Prosecutors today questioned the convicted former interim leader of the Sierra Leonean rebel group that Charles Taylor is accused of supporting about the friendship between the former Liberian president and the Sierra Leonean rebel group’s main leader, Foday Sankoh – a friendship prosecutors say predates the invasion of Sierra Leone in March 1991.
Issa Hassan Sesay is testifying to exonerate Mr. Taylor from allegations that he (Taylor) was in control of and provided support to the Revolutionary United Front (RUF), a rebel group that waged a bloody civil war in Sierra Leone from 1991 to 2002. Today, prosecutors cross-examined Mr. Sesay, who concluded nearly three weeks of direct examination last week, about the relationship that existed between Mr. Taylor and RUF leader Mr. Sankoh. Prosecutors say that the two men became friends while they trained their respective fighters in Libya in the late 1980s and that the basis of such friendship was to provide mutual assistance to each other in their respective invasions of Liberia and Sierra Leone. When he testified as a witness in his own defense, Mr. Taylor said that he did not know Mr. Sankoh prior to the RUF’s invasion of Sierra Leone in 1991. In his testimony yesterday, Mr. Sesay told the court that while they underwent training at Camp Naama in Liberia in 1990, Mr. Sankoh informed them that he was already friends with Mr. Taylor. Prosecutors today decided to dig further.
Prosecution counsel conducting Mr. Sesay’s cross-examination, Nicholas Koumjian, put to Mr. Sesay that in a previous BBC interview, Mr. Taylor had announced, “It is known by everyone that I have been friendly with Foday Sankoh for many years before the revolution.”
During his testimony, Mr. Taylor responded to the statement above by saying, “I said it is known by everyone that I knew Foday Sankoh before the revolution when in fact I did not.”
“Was it known by all of you at Naama that Foday Sankoh was friendly with Charles Taylor or Charles Taylor was friendly with Foday Sankoh many years before the revolution?” Mr. Koumjian asked Mr. Sesay.
In response, Mr. Sesay said, “I cannot say what was happening before the revolution, but Mr. Sankoh told us at Naama that he was friends with Mr. Taylor…[He said so] at Naama and also in Sierra Leone.”
Prosecutors are seeking to establish that the friendship between Mr. Taylor and Mr. Sankoh before the wars in Liberia and Sierra Leone saw the commencement of a joint criminal enterprise between the two men, and the purpose of such enterprise was to capture and control political power in their respective countries. In the pursuit of this enterprise in Sierra Leone, prosecutors allege that the RUF committed heinous crimes in Sierra Leone, crimes they say that Mr. Taylor bears the greatest responsibility for. Mr. Taylor has denied the allegations against him.
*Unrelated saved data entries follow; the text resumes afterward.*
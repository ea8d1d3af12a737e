//! Minimal markdown to HTML conversion for file previews.
//!
//! This is a fixed sequence of substitutions, not a parser. The order of the
//! steps matters, and constructs such as nested emphasis or list items that
//! span several lines come out wrong. The output is always passed through
//! [`sanitize_html`] before it is returned.

use regex::{Captures, Regex};
use std::collections::{HashMap, HashSet};
use std::sync::OnceLock;

const MAX_LINK_TEXT: usize = 500;
const MAX_LINK_TARGET: usize = 2000;

const ALLOWED_TAGS: &[&str] = &[
    "a", "blockquote", "br", "code", "em", "h1", "h2", "h3", "hr", "img", "li", "p", "pre",
    "strong",
];
const SAFE_SCHEMES: &[&str] = &["http", "https", "mailto"];

struct Patterns {
    h3: Regex,
    h2: Regex,
    h1: Regex,
    bold_italic: Regex,
    bold: Regex,
    italic: Regex,
    code_block: Regex,
    inline_code: Regex,
    image: Regex,
    link: Regex,
    blockquote: Regex,
    rule: Regex,
    star_item: Regex,
    dash_item: Regex,
    tag: Regex,
}

fn patterns() -> &'static Patterns {
    static PATTERNS: OnceLock<Patterns> = OnceLock::new();
    PATTERNS.get_or_init(|| {
        let re = |pattern: &str| Regex::new(pattern).expect("valid markdown pattern");
        Patterns {
            h3: re(r"(?mi)^### (.*)$"),
            h2: re(r"(?mi)^## (.*)$"),
            h1: re(r"(?mi)^# (.*)$"),
            bold_italic: re(r"\*\*\*(.*?)\*\*\*"),
            bold: re(r"\*\*(.*?)\*\*"),
            italic: re(r"\*(.*?)\*"),
            code_block: re(r"```(\w*)\n([\s\S]*?)```"),
            inline_code: re(r"`([^`]+)`"),
            image: re(r"!\[([^\]]*)\]\(([^)\s]+)\)"),
            link: re(r"\[([^\]]+)\]\(([^)\s]+)\)"),
            blockquote: re(r"(?mi)^&gt; (.*)$"),
            rule: re(r"(?m)^---$"),
            star_item: re(r"(?m)^\* (.*)$"),
            dash_item: re(r"(?m)^- (.*)$"),
            tag: re(r"<[^>]*>"),
        }
    })
}

/// Convert markdown to sanitized HTML.
pub fn render_markdown(markdown: &str) -> String {
    sanitize_html(&markdown_to_html(markdown))
}

/// The raw substitution pipeline, before sanitization.
pub fn markdown_to_html(markdown: &str) -> String {
    let p = patterns();

    let html = escape_html(markdown);

    let html = p.h3.replace_all(&html, r#"<h3 class="text-lg font-semibold mt-6 mb-2">$1</h3>"#);
    let html = p.h2.replace_all(&html, r#"<h2 class="text-xl font-semibold mt-8 mb-3">$1</h2>"#);
    let html = p.h1.replace_all(&html, r#"<h1 class="text-2xl font-bold mt-8 mb-4">$1</h1>"#);

    let html = p.bold_italic.replace_all(&html, "<strong><em>$1</em></strong>");
    let html = p.bold.replace_all(&html, "<strong>$1</strong>");
    let html = p.italic.replace_all(&html, "<em>$1</em>");

    let html = p.code_block.replace_all(
        &html,
        r#"<pre class="bg-gray-100 dark:bg-gray-800 rounded-lg p-4 overflow-x-auto my-4"><code>$2</code></pre>"#,
    );
    let html = p.inline_code.replace_all(
        &html,
        r#"<code class="bg-gray-100 dark:bg-gray-800 px-1.5 py-0.5 rounded text-sm">$1</code>"#,
    );

    // Images first, otherwise the link rule would swallow them.
    let html = p.image.replace_all(&html, |caps: &Captures| {
        let (alt, src) = (&caps[1], &caps[2]);
        if alt.chars().count() > MAX_LINK_TEXT || src.chars().count() > MAX_LINK_TARGET {
            return caps[0].to_string();
        }
        format!(
            r#"<img src="{}" alt="{}" class="max-w-full rounded-lg my-4" />"#,
            attribute_value(src),
            attribute_value(alt)
        )
    });
    let html = p.link.replace_all(&html, |caps: &Captures| {
        let (text, href) = (&caps[1], &caps[2]);
        if text.chars().count() > MAX_LINK_TEXT || href.chars().count() > MAX_LINK_TARGET {
            return caps[0].to_string();
        }
        format!(
            r#"<a href="{}" class="text-primary-600 dark:text-primary-400 hover:underline" target="_blank" rel="noopener">{}</a>"#,
            attribute_value(href),
            text
        )
    });

    let html = p.blockquote.replace_all(
        &html,
        r#"<blockquote class="border-l-4 border-gray-300 dark:border-gray-600 pl-4 italic my-4">$1</blockquote>"#,
    );
    let html = p.rule.replace_all(&html, r#"<hr class="my-8 border-gray-200 dark:border-gray-700" />"#);
    let html = p.star_item.replace_all(&html, r#"<li class="ml-4">$1</li>"#);
    let html = p.dash_item.replace_all(&html, r#"<li class="ml-4">$1</li>"#);

    let html = html
        .replace("\n\n", r#"</p><p class="my-4">"#)
        .replace('\n', "<br />");

    format!(r#"<p class="my-4">{}</p>"#, html)
}

pub fn escape_html(text: &str) -> String {
    text.replace('&', "&amp;")
        .replace('<', "&lt;")
        .replace('>', "&gt;")
}

/// Earlier steps may have spliced tags into a link or image target; those
/// are dropped so attribute values only ever carry the author's text.
fn attribute_value(value: &str) -> String {
    patterns().tag.replace_all(value, "").replace('"', "&quot;")
}

/// Restrict HTML to the tags and attributes the renderer produces.
///
/// Unknown tags are removed (their text is kept), unknown attributes are
/// dropped, and `href`/`src` values with a scheme other than http, https or
/// mailto are removed. Relative references pass through.
pub fn sanitize_html(html: &str) -> String {
    let tags: HashSet<&str> = ALLOWED_TAGS.iter().copied().collect();
    let tag_attributes = HashMap::from([
        ("a", HashSet::from(["href", "target"])),
        ("img", HashSet::from(["src", "alt"])),
    ]);

    ammonia::Builder::default()
        .tags(tags)
        .generic_attributes(HashSet::from(["class"]))
        .tag_attributes(tag_attributes)
        .url_schemes(SAFE_SCHEMES.iter().copied().collect())
        .link_rel(Some("noopener"))
        .clean(html)
        .to_string()
}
Prosecutors also pointed out that when the RUF invaded Sierra Leone in March 1991, they did so with the assistance of fighters belonging to Mr. Taylor’s National Patriotic Front of Liberia (NPFL) rebel group. Mr. Sesay admitted that there were indeed NPFL fighters among the invading forces in Sierra Leone in 1991.
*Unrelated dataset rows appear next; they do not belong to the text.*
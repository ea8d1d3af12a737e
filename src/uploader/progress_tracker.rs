use crate::commands::{RecordStore, UploadRecord, UploadStatus};
use crate::errors::safe_record_update;

use super::transfer_client::UploadResult;

/// Highest progress a record may show before the server has answered
const MAX_IN_FLIGHT_PROGRESS: u8 = 99;

/// Append a freshly submitted record to the end of the list
pub fn append_record(records: &RecordStore, record: UploadRecord) -> bool {
    match records.lock() {
        Ok(mut records) => {
            records.push(record);
            true
        }
        Err(e) => {
            log::error!("Failed to acquire record lock for append: {}", e);
            false
        }
    }
}

/// Raise the progress of an uploading record.
///
/// Returns the stored progress when it changed. Lower values, terminal
/// records and removed records are ignored.
pub fn update_progress(records: &RecordStore, record_id: &str, percent: u8) -> Option<u8> {
    safe_record_update(records, record_id, "progress update", |record| {
        if !record.is_uploading() {
            return None;
        }

        let capped = percent.min(MAX_IN_FLIGHT_PROGRESS);
        if capped > record.progress {
            record.progress = capped;
            log::debug!("Progress: {} at {}%", record.name, capped);
            Some(capped)
        } else {
            None
        }
    })
    .flatten()
}

/// Mark a record as uploaded
pub fn mark_complete(records: &RecordStore, record_id: &str, result: &UploadResult) -> bool {
    safe_record_update(records, record_id, "completion update", |record| {
        record.status = UploadStatus::Complete {
            url: result.url.clone(),
            deletion_token: result.deletion_token.clone(),
        };
        record.progress = 100;

        log::info!("Uploaded {} to {}", record.name, result.url);
    })
    .is_some()
}

/// Mark a record as failed
pub fn mark_failed(records: &RecordStore, record_id: &str, message: &str) -> bool {
    safe_record_update(records, record_id, "failure update", |record| {
        record.status = UploadStatus::Error {
            message: message.to_string(),
        };

        log::warn!("Failed to upload {}: {}", record.name, message);
    })
    .is_some()
}

pub fn remove_record(records: &RecordStore, record_id: &str) -> bool {
    match records.lock() {
        Ok(mut records) => {
            let before = records.len();
            records.retain(|r| r.id != record_id);
            records.len() != before
        }
        Err(e) => {
            log::error!("Failed to acquire record lock for removal of {}: {}", record_id, e);
            false
        }
    }
}

pub fn snapshot(records: &RecordStore) -> Vec<UploadRecord> {
    match records.lock() {
        Ok(records) => records.clone(),
        Err(e) => {
            log::error!("Failed to acquire record lock for snapshot: {}", e);
            Vec::new()
        }
    }
}

/// (uploading, complete, failed)
pub fn status_counts(records: &[UploadRecord]) -> (usize, usize, usize) {
    records
        .iter()
        .fold((0, 0, 0), |(uploading, complete, failed), record| {
            match record.status {
                UploadStatus::Uploading => (uploading + 1, complete, failed),
                UploadStatus::Complete { .. } => (uploading, complete + 1, failed),
                UploadStatus::Error { .. } => (uploading, complete, failed + 1),
            }
        })
}

#[cfg(test)]
mod tests {
    use super::*;

    fn store_with(names: &[&str]) -> (RecordStore, Vec<String>) {
        let store = RecordStore::default();
        let mut ids = Vec::new();
        for name in names {
            let record = UploadRecord::new(name.to_string(), 10);
            ids.push(record.id.clone());
            append_record(&store, record);
        }
        (store, ids)
    }

    fn done(url: &str) -> UploadResult {
        UploadResult {
            url: url.to_string(),
            deletion_token: Some("tok".to_string()),
        }
    }

    #[test]
    fn test_append_keeps_insertion_order() {
        let (store, ids) = store_with(&["a.txt", "b.txt", "a.txt"]);
        let records = snapshot(&store);

        assert_eq!(records.len(), 3);
        let stored: Vec<_> = records.iter().map(|r| r.id.clone()).collect();
        assert_eq!(stored, ids);
        assert_eq!(records[0].name, records[2].name);
    }

    #[test]
    fn test_progress_is_monotonic_and_capped() {
        let (store, ids) = store_with(&["a.txt"]);

        assert_eq!(update_progress(&store, &ids[0], 40), Some(40));
        assert_eq!(update_progress(&store, &ids[0], 20), None);
        assert_eq!(update_progress(&store, &ids[0], 100), Some(99));
        assert_eq!(snapshot(&store)[0].progress, 99);
        assert!(snapshot(&store)[0].is_uploading());
    }

    #[test]
    fn test_complete_sets_full_progress_and_result() {
        let (store, ids) = store_with(&["a.txt"]);

        assert!(mark_complete(&store, &ids[0], &done("https://t.sh/x/a.txt")));
        let record = &snapshot(&store)[0];
        assert_eq!(record.progress, 100);
        assert_eq!(record.url(), Some("https://t.sh/x/a.txt"));
        assert_eq!(record.deletion_token(), Some("tok"));
        assert!(record.error().is_none());
    }

    #[test]
    fn test_progress_ignored_after_terminal_state() {
        let (store, ids) = store_with(&["a.txt"]);
        mark_failed(&store, &ids[0], "Upload failed (500)");

        assert_eq!(update_progress(&store, &ids[0], 50), None);
        let record = &snapshot(&store)[0];
        assert_eq!(record.error(), Some("Upload failed (500)"));
        assert!(record.url().is_none());
    }

    #[test]
    fn test_late_events_for_removed_record_are_noops() {
        let (store, ids) = store_with(&["a.txt", "b.txt"]);

        assert!(remove_record(&store, &ids[0]));
        assert!(!remove_record(&store, &ids[0]));

        assert_eq!(update_progress(&store, &ids[0], 50), None);
        assert!(!mark_complete(&store, &ids[0], &done("https://t.sh/x/a.txt")));
        assert!(!mark_failed(&store, &ids[0], "late"));

        let records = snapshot(&store);
        assert_eq!(records.len(), 1);
        assert_eq!(records[0].id, ids[1]);
        assert!(records[0].is_uploading());
    }

    #[test]
    fn test_status_counts() {
        let (store, ids) = store_with(&["a", "b", "c"]);
        mark_complete(&store, &ids[0], &done("https://t.sh/x/a"));
        mark_failed(&store, &ids[2], "nope");

        assert_eq!(status_counts(&snapshot(&store)), (1, 1, 1));
    }
}
use crate::commands::{EventSender, RecordStore, UploadEvent, UploadRecord};
use thiserror::Error;

#[derive(Error, Debug)]
pub enum AppError {
    #[error("IO error: {0}")]
    Io(#[from] std::io::Error),

    #[error("Network error: {0}")]
    Http(#[from] reqwest::Error),

    #[error("JSON parsing error: {0}")]
    Json(#[from] serde_json::Error),

    /// Server answered the upload with a non-success status.
    #[error("Upload failed ({status})")]
    TransferFailed { status: u16 },

    /// Transport-level failure, no status code available.
    #[error("{0}")]
    NetworkFailed(String),

    #[error("{0}")]
    LoadFailed(String),

    #[error("Failed to delete file: {0}")]
    DeleteFailed(String),

    #[error("Invalid URL: {url}")]
    InvalidUrl { url: String },

    #[error("File not found: {path}")]
    FileNotFound { path: String },

    #[error("Validation error: {field} - {message}")]
    Validation { field: String, message: String },

    #[error("Configuration error: {0}")]
    Config(String),
}

/// Custom result type
pub type AppResult<T> = Result<T, AppError>;

impl AppError {
    pub fn validation(field: &str, message: &str) -> Self {
        Self::Validation {
            field: field.to_string(),
            message: message.to_string(),
        }
    }

    pub fn file_not_found(path: &str) -> Self {
        Self::FileNotFound {
            path: path.to_string(),
        }
    }

    pub fn invalid_url(url: &str) -> Self {
        Self::InvalidUrl {
            url: url.to_string(),
        }
    }

    pub fn transfer_failed(status: u16) -> Self {
        Self::TransferFailed { status }
    }

    pub fn network_failed(error: impl std::fmt::Display) -> Self {
        Self::NetworkFailed(error.to_string())
    }
}

/// Apply `f` to the record with `record_id`.
///
/// Returns `false` without touching anything when the record is gone, which is
/// the normal outcome for events arriving after the record was removed.
pub fn safe_record_update<F, R>(
    records: &RecordStore,
    record_id: &str,
    operation: &str,
    f: F,
) -> Option<R>
where
    F: FnOnce(&mut UploadRecord) -> R,
{
    match records.lock() {
        Ok(mut records) => {
            if let Some(record) = records.iter_mut().find(|r| r.id == record_id) {
                Some(f(record))
            } else {
                log::debug!(
                    "Record {} not present for {} operation, ignoring",
                    record_id,
                    operation
                );
                None
            }
        }
        Err(e) => {
            log::error!(
                "Failed to acquire record lock for {} on {} (non-critical): {}",
                operation,
                record_id,
                e
            );
            None
        }
    }
}

pub fn safe_record_read<F, R>(
    records: &RecordStore,
    record_id: &str,
    operation: &str,
    f: F,
) -> Option<R>
where
    F: FnOnce(&UploadRecord) -> R,
{
    match records.lock() {
        Ok(records) => {
            if let Some(record) = records.iter().find(|r| r.id == record_id) {
                Some(f(record))
            } else {
                log::debug!(
                    "Record {} not present for {} operation",
                    record_id,
                    operation
                );
                None
            }
        }
        Err(e) => {
            log::error!(
                "Failed to acquire record lock for {} on {} (non-critical): {}",
                operation,
                record_id,
                e
            );
            None
        }
    }
}

/// Publish an event to every subscriber. Having no subscriber is not an error.
pub fn safe_emit_event(events: &EventSender, event: UploadEvent) -> bool {
    match events.send(event) {
        Ok(receivers) => {
            log::trace!("Emitted upload event to {} subscriber(s)", receivers);
            true
        }
        Err(e) => {
            log::debug!("No subscriber for upload event {:?} (non-critical)", e.0);
            false
        }
    }
}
Mr. Sesay, however, corroborated Mr. Taylor’s account that when NPFL fighters were withdrawn from Sierra Leone in 1992, Mr. Taylor did not have any contact with the RUF until in 1999 when the rebels were in peace talks with the government of Sierra Leone.
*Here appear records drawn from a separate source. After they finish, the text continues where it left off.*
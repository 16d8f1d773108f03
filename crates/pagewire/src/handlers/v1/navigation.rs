use axum::Json;
use axum::extract::State;
use axum::response::{IntoResponse, Response};
use pagewire_protocol::NavigationRequest;

use crate::handlers::problem_details;
use crate::server::AppState;

/// POST /api/v1/navigation
///
/// Answers with the app's navigation menu. A request superseded by a newer
/// one answers `{"cancelled": true}`; a stale one is rejected with 409.
pub async fn navigation(
    State(state): State<AppState>,
    Json(req): Json<NavigationRequest>,
) -> Response {
    if req.session_id.trim().is_empty() {
        return problem_details::bad_request("session_id must not be blank").into_response();
    }

    match state.dispatcher.submit_navigation(req).await {
        Ok(response) => Json(response).into_response(),
        Err(e) => problem_details::from_dispatch_error(&e).into_response(),
    }
}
Mr. Koumjian read the testimony of a previous witness who told the court that in 1995, Mr. Taylor invited the members of the RUF external delegation to his NPFL headquarters at Gbarngha and then travelled with them to Ghana. When this was stated to Mr. Sesay, he said he did not know about it.
“Were you aware that Charles Taylor invited three members of the external delegation to spend three weeks with him in Gbarngha, and he took them to Ghana? Mr. Koumjian asked Mr. Sesay.
“No. I did not know about that because in August 1995, I was not in Sierra Leone,” Mr. Sesay responded.
Mr. Koumjian also put to Mr. Sesay that he lied when he told the court in his testimony that the RUF did not give Mr. Taylor a heavy artillery weapon that was captured from Guinean soldiers fighting in Sierra Leone in 1991. Mr. Koumjian read the testimony of a previous defense witness who told the court that the RUF did give the heavy artillery weapon to Mr. Taylor in exchange for automatic rifles and materials. Mr. Sesay said he did not know about this.
Mr. Sesay’s cross-examination continues on Wednesday.